• ACTIVITY: Every line containing the string "ChannelWatcher" should be returned from the records.

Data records
================

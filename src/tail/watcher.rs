//! Per-file change notifications.
//!
//! [`ChangeWatcher`] is the seam between tailing and the OS notification
//! layer. [`NotifyWatcher`] is backed by `notify` (optionally debounced);
//! [`ChannelWatcher`] is driven by hand, for callers that already have their
//! own change source.
//!
//! Both keep a registry keyed by file path: a path is registered on its first
//! subscription and removed again when the last subscription is dropped.

use std::any::Any;
use std::collections::HashMap;
use std::path::{Path, PathBuf};
use std::pin::Pin;
use std::sync::{Arc, Mutex, MutexGuard, PoisonError, Weak};
use std::task::{Context, Poll};
use std::time::Duration;

use futures_core::Stream;
use notify_debouncer_full::{
    new_debouncer,
    notify::{self, EventKind, RecommendedWatcher, RecursiveMode, Watcher},
    DebounceEventResult,
};
use tokio::sync::mpsc;

use super::error::TailError;

/// A "this file changed" notification.
#[derive(Debug, Clone, PartialEq, Eq)]
pub struct FileChange {
    /// The watched path the change applies to.
    pub path: PathBuf,
}

/// Item delivered on a change subscription.
pub type ChangeResult = Result<FileChange, TailError>;

/// Source of per-file change notifications.
///
/// Notifications are at-least-once per modification but may be spurious or
/// missing entirely; consumers poll as a fallback.
pub trait ChangeWatcher: Send + Sync {
    /// Subscribe to changes of `path`.
    ///
    /// # Errors
    ///
    /// Returns an error if the underlying watch cannot be registered.
    fn subscribe(&self, path: &Path) -> Result<ChangeSubscription, TailError>;
}

/// One subscription to a file's change notifications.
///
/// Dropping the subscription unsubscribes.
pub struct ChangeSubscription {
    rx: mpsc::UnboundedReceiver<ChangeResult>,
    unsubscribe: Option<Box<dyn FnOnce() + Send + Sync>>,
}

impl ChangeSubscription {
    /// Build a subscription from a receiver and a cleanup hook run on drop.
    pub fn new(
        rx: mpsc::UnboundedReceiver<ChangeResult>,
        unsubscribe: impl FnOnce() + Send + Sync + 'static,
    ) -> Self {
        Self {
            rx,
            unsubscribe: Some(Box::new(unsubscribe)),
        }
    }

    /// Wait for the next notification. `None` once the watcher is gone.
    pub async fn recv(&mut self) -> Option<ChangeResult> {
        self.rx.recv().await
    }
}

impl Stream for ChangeSubscription {
    type Item = ChangeResult;

    fn poll_next(mut self: Pin<&mut Self>, cx: &mut Context<'_>) -> Poll<Option<Self::Item>> {
        self.rx.poll_recv(cx)
    }
}

impl Drop for ChangeSubscription {
    fn drop(&mut self) {
        if let Some(unsubscribe) = self.unsubscribe.take() {
            unsubscribe();
        }
    }
}

impl std::fmt::Debug for ChangeSubscription {
    fn fmt(&self, f: &mut std::fmt::Formatter<'_>) -> std::fmt::Result {
        f.debug_struct("ChangeSubscription").finish_non_exhaustive()
    }
}

/// OS watch kept alive for a registered path; never read, only dropped.
type WatchHandle = Box<dyn Any + Send>;

struct WatchEntry {
    listeners: Vec<(u64, mpsc::UnboundedSender<ChangeResult>)>,
    _handle: Option<WatchHandle>,
}

#[derive(Default)]
struct Registry {
    entries: HashMap<PathBuf, WatchEntry>,
    next_id: u64,
}

impl Registry {
    fn add_listener(&mut self, key: &Path, tx: mpsc::UnboundedSender<ChangeResult>) -> u64 {
        let id = self.next_id;
        self.next_id += 1;
        if let Some(entry) = self.entries.get_mut(key) {
            entry.listeners.push((id, tx));
        }
        id
    }

    /// Remove one listener; the whole entry goes once it has none left.
    fn remove_listener(&mut self, key: &Path, id: u64) -> Option<WatchEntry> {
        let entry = self.entries.get_mut(key)?;
        entry.listeners.retain(|(listener, _)| *listener != id);
        if entry.listeners.is_empty() {
            tracing::debug!(path = %key.display(), "Unregistered file watch");
            self.entries.remove(key)
        } else {
            None
        }
    }

    fn dispatch(&mut self, key: &Path, item: &ChangeResult) {
        if let Some(entry) = self.entries.get_mut(key) {
            entry.listeners.retain(|(_, tx)| tx.send(item.clone()).is_ok());
        }
    }
}

type SharedRegistry = Arc<Mutex<Registry>>;

fn lock(registry: &Mutex<Registry>) -> MutexGuard<'_, Registry> {
    registry.lock().unwrap_or_else(PoisonError::into_inner)
}

/// Registry key for a path: canonical when the file exists.
fn watch_key(path: &Path) -> PathBuf {
    path.canonicalize().unwrap_or_else(|_| path.to_path_buf())
}

/// Register a new listener for `key`, building the entry with `make_handle`
/// on first use.
fn register(
    registry: &SharedRegistry,
    key: PathBuf,
    make_handle: impl FnOnce() -> Result<Option<WatchHandle>, TailError>,
) -> Result<ChangeSubscription, TailError> {
    let (tx, rx) = mpsc::unbounded_channel();
    let id = {
        let mut guard = lock(registry);
        if !guard.entries.contains_key(&key) {
            let handle = make_handle()?;
            tracing::debug!(path = %key.display(), "Registered file watch");
            guard.entries.insert(
                key.clone(),
                WatchEntry {
                    listeners: Vec::new(),
                    _handle: handle,
                },
            );
        }
        guard.add_listener(&key, tx)
    };

    let weak = Arc::downgrade(registry);
    Ok(ChangeSubscription::new(rx, move || {
        if let Some(registry) = weak.upgrade() {
            // Drop the OS watch outside the lock; its event thread may be
            // waiting on it.
            let removed = lock(&registry).remove_listener(&key, id);
            drop(removed);
        }
    }))
}

fn paths_of(registry: &SharedRegistry) -> Vec<PathBuf> {
    let mut paths: Vec<PathBuf> = lock(registry).entries.keys().cloned().collect();
    paths.sort();
    paths
}

/// Change watcher backed by the platform's file notification API.
///
/// Each registered file gets its own watch on its parent directory; events
/// for other entries of that directory are ignored.
#[derive(Clone)]
pub struct NotifyWatcher {
    registry: SharedRegistry,
    debounce: Option<Duration>,
}

impl NotifyWatcher {
    /// Create a watcher. `debounce` of `None` delivers raw events.
    #[must_use]
    pub fn new(debounce: Option<Duration>) -> Self {
        Self {
            registry: SharedRegistry::default(),
            debounce,
        }
    }

    /// Paths with at least one live subscription.
    #[must_use]
    pub fn watched_paths(&self) -> Vec<PathBuf> {
        paths_of(&self.registry)
    }

    fn create_handle(&self, key: &Path) -> Result<WatchHandle, TailError> {
        let parent = key
            .parent()
            .filter(|p| !p.as_os_str().is_empty())
            .unwrap_or_else(|| Path::new("."))
            .to_path_buf();
        let weak = Arc::downgrade(&self.registry);
        let target = key.to_path_buf();

        if let Some(timeout) = self.debounce {
            let mut debouncer =
                new_debouncer(timeout, None, move |result: DebounceEventResult| {
                    let items: Vec<ChangeResult> = match result {
                        Ok(events) => events
                            .iter()
                            .filter(|event| affects(&event.kind, &event.paths, &target))
                            .take(1)
                            .map(|_| Ok(FileChange { path: target.clone() }))
                            .collect(),
                        Err(errors) => errors.into_iter().map(|e| Err(e.into())).collect(),
                    };
                    deliver(&weak, &target, &items);
                })?;
            debouncer.watch(&parent, RecursiveMode::NonRecursive)?;
            Ok(Box::new(debouncer))
        } else {
            let mut watcher =
                notify::recommended_watcher(move |result: notify::Result<notify::Event>| {
                    let item = match result {
                        Ok(event) if affects(&event.kind, &event.paths, &target) => {
                            Ok(FileChange { path: target.clone() })
                        }
                        Ok(_) => return,
                        Err(e) => Err(e.into()),
                    };
                    deliver(&weak, &target, std::slice::from_ref(&item));
                })?;
            watcher.watch(&parent, RecursiveMode::NonRecursive)?;
            Ok(Box::new(watcher))
        }
    }
}

impl Default for NotifyWatcher {
    fn default() -> Self {
        Self::new(Some(Duration::from_millis(100)))
    }
}

impl ChangeWatcher for NotifyWatcher {
    fn subscribe(&self, path: &Path) -> Result<ChangeSubscription, TailError> {
        let key = watch_key(path);
        register(&self.registry, key.clone(), || {
            self.create_handle(&key).map(Some)
        })
    }
}

fn affects(kind: &EventKind, paths: &[PathBuf], target: &Path) -> bool {
    !matches!(kind, EventKind::Access(_)) && paths.iter().any(|p| p == target)
}

fn deliver(registry: &Weak<Mutex<Registry>>, key: &Path, items: &[ChangeResult]) {
    let Some(registry) = registry.upgrade() else {
        return;
    };
    let mut guard = lock(&registry);
    for item in items {
        if let Err(e) = item {
            tracing::warn!(path = %key.display(), error = %e, "File watcher error");
        }
        guard.dispatch(key, item);
    }
}

/// Change watcher driven by explicit calls instead of OS events.
#[derive(Clone, Default)]
pub struct ChannelWatcher {
    registry: SharedRegistry,
}

impl ChannelWatcher {
    /// Create an empty watcher.
    #[must_use]
    pub fn new() -> Self {
        Self::default()
    }

    /// Report a change of `path` to its subscribers.
    pub fn notify_changed(&self, path: &Path) {
        let key = watch_key(path);
        let change = Ok(FileChange { path: key.clone() });
        lock(&self.registry).dispatch(&key, &change);
    }

    /// Deliver a watcher failure to the subscribers of `path`.
    pub fn fail(&self, path: &Path, error: TailError) {
        let key = watch_key(path);
        lock(&self.registry).dispatch(&key, &Err(error));
    }

    /// Drop every subscriber of `path`, ending their notification streams.
    pub fn close(&self, path: &Path) {
        let key = watch_key(path);
        let removed = lock(&self.registry).entries.remove(&key);
        drop(removed);
    }

    /// Number of live subscriptions for `path`.
    #[must_use]
    pub fn subscriber_count(&self, path: &Path) -> usize {
        let key = watch_key(path);
        lock(&self.registry)
            .entries
            .get(&key)
            .map_or(0, |entry| entry.listeners.len())
    }

    /// Paths with at least one live subscription.
    #[must_use]
    pub fn watched_paths(&self) -> Vec<PathBuf> {
        paths_of(&self.registry)
    }
}

impl ChangeWatcher for ChannelWatcher {
    fn subscribe(&self, path: &Path) -> Result<ChangeSubscription, TailError> {
        register(&self.registry, watch_key(path), || Ok(None))
    }
}
//! Colored CLI display utilities for tailed output.
//!
//! Plain text mirrors the `Display` impls of [`Line`] and [`ContextBundle`];
//! the focus line of a bundle is highlighted. JSON output writes one object
//! per line.

use std::io::{self, Write};

use chrono::{DateTime, FixedOffset};
use owo_colors::OwoColorize;
use serde::Serialize;

use crate::context::ContextBundle;
use crate::tail::Line;

/// Output format for the CLI.
#[derive(Debug, Clone, Copy, PartialEq, Eq)]
pub enum OutputMode {
    /// Human readable, colored when `color` is set.
    Text { color: bool },
    /// One JSON object per line.
    Json,
}

#[derive(Serialize)]
struct BundleRecord<'a> {
    #[serde(flatten)]
    bundle: &'a ContextBundle,
    #[serde(skip_serializing_if = "Option::is_none")]
    timestamp: Option<DateTime<FixedOffset>>,
}

/// Render a numbered line.
#[must_use]
pub fn format_line(line: &Line, color: bool) -> String {
    let content = line.content().unwrap_or_default();
    if color {
        format!("{} {content}", format!("{:>6}", line.line_number()).dimmed())
    } else {
        format!("{:>6} {content}", line.line_number())
    }
}

/// Render a bundle: context lines, the highlighted focus line and a
/// separator.
#[must_use]
pub fn format_bundle(
    bundle: &ContextBundle,
    timestamp: Option<DateTime<FixedOffset>>,
    color: bool,
) -> String {
    let mut out = String::new();
    if let Some(ts) = timestamp {
        let stamp = format!("[{}]", ts.to_rfc3339());
        if color {
            out.push_str(&stamp.cyan().to_string());
        } else {
            out.push_str(&stamp);
        }
        out.push('\n');
    }
    for line in bundle.preceding_lines() {
        out.push_str(&format_line(line, color));
        out.push('\n');
    }
    let focus = bundle.line();
    let marker = format!(
        "{:>6} {}",
        focus.line_number(),
        focus.content().unwrap_or_default()
    );
    if color {
        out.push_str(&marker.yellow().bold().to_string());
    } else {
        out.push_str(&marker);
    }
    out.push('\n');
    for line in bundle.following_lines() {
        out.push_str(&format_line(line, color));
        out.push('\n');
    }
    out.push_str("--");
    out
}

/// Print a single tailed line.
///
/// # Errors
///
/// Returns an error if stdout cannot be written or the line cannot be
/// serialized.
pub fn print_line(line: &Line, mode: OutputMode) -> io::Result<()> {
    let mut stdout = io::stdout().lock();
    match mode {
        OutputMode::Text { color } => writeln!(stdout, "{}", format_line(line, color))?,
        OutputMode::Json => {
            serde_json::to_writer(&mut stdout, line)?;
            writeln!(stdout)?;
        }
    }
    stdout.flush()
}

/// Print a context bundle with its optional timestamp.
///
/// # Errors
///
/// Returns an error if stdout cannot be written or the bundle cannot be
/// serialized.
pub fn print_bundle(
    bundle: &ContextBundle,
    timestamp: Option<DateTime<FixedOffset>>,
    mode: OutputMode,
) -> io::Result<()> {
    let mut stdout = io::stdout().lock();
    match mode {
        OutputMode::Text { color } => {
            writeln!(stdout, "{}", format_bundle(bundle, timestamp, color))?;
        }
        OutputMode::Json => {
            serde_json::to_writer(&mut stdout, &BundleRecord { bundle, timestamp })?;
            writeln!(stdout)?;
        }
    }
    stdout.flush()
}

================

• OUTPUT OF THE TASK:
//! [`ChannelWatcher`] is driven by hand, for callers that already have their
pub struct ChannelWatcher {
impl ChannelWatcher {
impl ChangeWatcher for ChannelWatcher {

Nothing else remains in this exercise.